HPV vaccination programs significantly reduce human papillomavirus infections and precancerous cervical lesions, a new global review finds.
Vaccination protects against the HPV strains that cause the majority of cervical cancers.
Researchers analyzed 65 studies that included data collected over eight years from more than 60 million people in 14 high-income countries.
They found a significant decline after vaccination in the two types of HPV that cause 70% of cervical cancers — HPV 16 and 18.
In addition, they reported an 83% decrease among 13- to 19-year-old girls and and a 66% decrease among women in their early 20s five to eight years after vaccination. There was a 54% reduction in three other types of HPV — 31, 33 and 45 — in teen girls.
Researchers also found significant decreases in precancerous cervical lesions, with a 51% reduction in 15- to 19-year-olds and a 31% reduction in 20- to 24-year-olds.
There were far fewer cases of genital warts, as well. Cases decreased 67% among 15- to 19-year-old girls and 48% in boys; 54% in 20- to 24-year-old women and 32% in men; and 31% in 25- to 29-year-old women.
The study was published June 26 in The Lancet journal.
“We saw that programs with multiple age cohorts [different age groups] of girls vaccinated and high vaccination coverage have greater direct impact and herd effects,” study author Melanie Drolet said in a journal news release.
Drolet is a senior research associate at CHU de Quebec-Laval University Research Center in Canada.
She said the findings reinforce a new position from the World Health Organization (WHO), which recommends vaccinating multiple age cohorts of 9- to 14-year-old girls when the vaccine is introduced in a country.
“Because of our finding, we believe the WHO call for action to eliminate cervical cancer may be possible in many countries if sufficient vaccination coverage can be achieved,” said study author Marc Brisson. He is a researcher at Laval University in Chemin Sainte-Foy, in Quebec.
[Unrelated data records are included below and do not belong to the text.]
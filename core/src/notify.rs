//! Success/failure notifications emitted by store mutations.

use tokio::sync::mpsc;
use tracing::{info, warn};

#[derive(Debug, Clone, Copy, PartialEq, Eq)]
pub enum Level {
    Success,
    Error,
}

/// One toast-style message.
#[derive(Debug, Clone, PartialEq, Eq)]
pub struct Notification {
    pub level: Level,
    pub message: String,
}

impl Notification {
    pub fn success(message: impl Into<String>) -> Self {
        Self {
            level: Level::Success,
            message: message.into(),
        }
    }

    pub fn error(message: impl Into<String>) -> Self {
        Self {
            level: Level::Error,
            message: message.into(),
        }
    }
}

/// Receives notifications from the store. Must not block.
pub trait Notifier: Send + Sync {
    fn notify(&self, notification: Notification);
}

/// Writes notifications to the tracing subscriber.
#[derive(Debug, Default, Clone, Copy)]
pub struct LogNotifier;

impl Notifier for LogNotifier {
    fn notify(&self, notification: Notification) {
        match notification.level {
            Level::Success => info!(target: "catalog::notify", "{}", notification.message),
            Level::Error => warn!(target: "catalog::notify", "{}", notification.message),
        }
    }
}

/// Forwards notifications to an unbounded channel. Once the receiver is gone
/// notifications are dropped.
#[derive(Debug, Clone)]
pub struct ChannelNotifier {
    tx: mpsc::UnboundedSender<Notification>,
}

impl ChannelNotifier {
    pub fn new() -> (Self, mpsc::UnboundedReceiver<Notification>) {
        let (tx, rx) = mpsc::unbounded_channel();
        (Self { tx }, rx)
    }
}

impl Notifier for ChannelNotifier {
    fn notify(&self, notification: Notification) {
        let _ = self.tx.send(notification);
    }
}

#[cfg(test)]
mod tests {
    use super::*;

    #[test]
    fn channel_notifier_delivers_in_order() {
        let (notifier, mut rx) = ChannelNotifier::new();
        notifier.notify(Notification::success("one"));
        notifier.notify(Notification::error("two"));
        assert_eq!(rx.try_recv().unwrap(), Notification::success("one"));
        assert_eq!(rx.try_recv().unwrap().level, Level::Error);
        assert!(rx.try_recv().is_err());
    }

    #[test]
    fn log_notifier_accepts_both_levels() {
        let notifier: &dyn Notifier = &LogNotifier;
        notifier.notify(Notification::success("saved"));
        notifier.notify(Notification::error("failed"));
    }

    #[test]
    fn channel_notifier_survives_dropped_receiver() {
        let (notifier, rx) = ChannelNotifier::new();
        drop(rx);
        notifier.notify(Notification::success("ignored"));
    }
}
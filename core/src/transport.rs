//! Executes `HttpRequest`s built by `CatalogClient`.

use std::time::Duration;

use async_trait::async_trait;

use crate::error::ApiError;
use crate::http::{HttpMethod, HttpRequest, HttpResponse};

/// Performs one HTTP round-trip.
///
/// Implementations must return every response that arrives, including 4xx
/// and 5xx, as `Ok`. `Err` is reserved for requests that never got a
/// response.
#[async_trait]
pub trait Transport: Send + Sync {
    async fn execute(&self, request: HttpRequest) -> Result<HttpResponse, ApiError>;
}

/// Options for `ReqwestTransport`.
#[derive(Debug, Clone)]
pub struct TransportConfig {
    /// `None` leaves reqwest's default, which never times out.
    pub timeout: Option<Duration>,
    pub user_agent: String,
}

impl Default for TransportConfig {
    fn default() -> Self {
        Self {
            timeout: None,
            user_agent: concat!("catalog-core/", env!("CARGO_PKG_VERSION")).to_string(),
        }
    }
}

/// `Transport` backed by a shared `reqwest::Client`.
#[derive(Debug, Clone)]
pub struct ReqwestTransport {
    client: reqwest::Client,
}

impl ReqwestTransport {
    pub fn new(config: TransportConfig) -> Result<Self, ApiError> {
        let mut builder = reqwest::Client::builder().user_agent(config.user_agent);
        if let Some(timeout) = config.timeout {
            builder = builder.timeout(timeout);
        }
        let client = builder.build().map_err(|e| ApiError::Transport(e.to_string()))?;
        Ok(Self { client })
    }
}

fn to_reqwest_method(method: HttpMethod) -> reqwest::Method {
    match method {
        HttpMethod::Get => reqwest::Method::GET,
        HttpMethod::Post => reqwest::Method::POST,
        HttpMethod::Put => reqwest::Method::PUT,
        HttpMethod::Delete => reqwest::Method::DELETE,
    }
}

#[async_trait]
impl Transport for ReqwestTransport {
    async fn execute(&self, request: HttpRequest) -> Result<HttpResponse, ApiError> {
        let mut builder = self.client.request(to_reqwest_method(request.method), &request.url);
        for (name, value) in &request.headers {
            builder = builder.header(name.as_str(), value.as_str());
        }
        if let Some(body) = request.body {
            builder = builder.body(body);
        }

        let response = builder.send().await.map_err(|e| ApiError::Transport(e.to_string()))?;
        let status = response.status().as_u16();
        let headers = response
            .headers()
            .iter()
            .filter_map(|(name, value)| {
                value
                    .to_str()
                    .ok()
                    .map(|v| (name.as_str().to_string(), v.to_string()))
            })
            .collect();
        let body = response.text().await.map_err(|e| ApiError::Transport(e.to_string()))?;

        Ok(HttpResponse { status, headers, body })
    }
}
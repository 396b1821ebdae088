#[tokio::main]
async fn main() -> Result<(), catalog_server::ServerError> {
    catalog_server::start_server().await
}
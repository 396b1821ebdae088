//! Error types for the catalog API client and the product store.
//!
//! # Design
//! `ApiError` is what the client and transport produce. `NotFound` and
//! `RateLimited` get dedicated variants because they are the statuses
//! callers most often branch on; every other non-2xx response lands in
//! `Http` with the raw status and body.
//!
//! The store folds `ApiError` into the two-kind `ErrorKind` taxonomy the UI
//! sees: rate limiting, and everything else.

use thiserror::Error;

/// Errors returned by `CatalogClient` parse methods and `Transport`s.
#[derive(Debug, Clone, Error)]
pub enum ApiError {
    /// The server returned 404.
    #[error("resource not found")]
    NotFound,

    /// The server (or the shield in front of it) returned 429.
    #[error("rate limit exceeded")]
    RateLimited,

    /// Any other non-2xx status.
    #[error("HTTP {status}: {body}")]
    Http { status: u16, body: String },

    /// The request never produced a response.
    #[error("transport failed: {0}")]
    Transport(String),

    /// The response body could not be deserialized into the expected type.
    #[error("deserialization failed: {0}")]
    Deserialization(String),

    /// The request payload could not be serialized to JSON.
    #[error("serialization failed: {0}")]
    Serialization(String),
}

impl ApiError {
    /// HTTP status associated with the failure, if a response was received.
    pub fn status(&self) -> Option<u16> {
        match self {
            ApiError::NotFound => Some(404),
            ApiError::RateLimited => Some(429),
            ApiError::Http { status, .. } => Some(*status),
            _ => None,
        }
    }
}

/// Error categories surfaced to the UI.
#[derive(Debug, Clone, Copy, PartialEq, Eq)]
pub enum ErrorKind {
    RateLimited,
    Unknown,
}

impl From<&ApiError> for ErrorKind {
    fn from(err: &ApiError) -> Self {
        match err {
            ApiError::RateLimited => ErrorKind::RateLimited,
            _ => ErrorKind::Unknown,
        }
    }
}

/// The error descriptor kept in `StoreState::error`.
#[derive(Debug, Clone, PartialEq, Eq)]
pub struct StoreError {
    pub kind: ErrorKind,
    pub status: Option<u16>,
    pub message: String,
}

impl StoreError {
    pub const RATE_LIMIT_MESSAGE: &'static str = "Rate Limit Exceeded";

    /// Normalize an `ApiError`. Rate limiting always carries the fixed
    /// message; everything else gets `fallback`.
    pub fn from_api(err: &ApiError, fallback: &str) -> Self {
        match ErrorKind::from(err) {
            ErrorKind::RateLimited => Self {
                kind: ErrorKind::RateLimited,
                status: err.status(),
                message: Self::RATE_LIMIT_MESSAGE.to_string(),
            },
            ErrorKind::Unknown => Self::unknown(err, fallback),
        }
    }

    /// Catch-all error regardless of status. The status is still recorded.
    pub fn unknown(err: &ApiError, message: &str) -> Self {
        Self {
            kind: ErrorKind::Unknown,
            status: err.status(),
            message: message.to_string(),
        }
    }
}

impl std::fmt::Display for StoreError {
    fn fmt(&self, f: &mut std::fmt::Formatter<'_>) -> std::fmt::Result {
        f.write_str(&self.message)
    }
}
Researchers noted there is a lack of data from low- and middle-income countries, where cervical cancer rates are much higher than in high-income countries.
At least 115 countries and territories include HPV vaccine in their immunization programs, and nearly 40 low- and middle-income countries are expected to do so by 2021.
Silvia de Sanjose, of PATH USA, wrote an editorial that accompanied the study.
It said the findings should help promote HPV vaccination worldwide in the face of such challenges as cost and competing budget priorities; inadequate supply; lack of awareness about the vaccine’s effectiveness; and resistance to vaccination.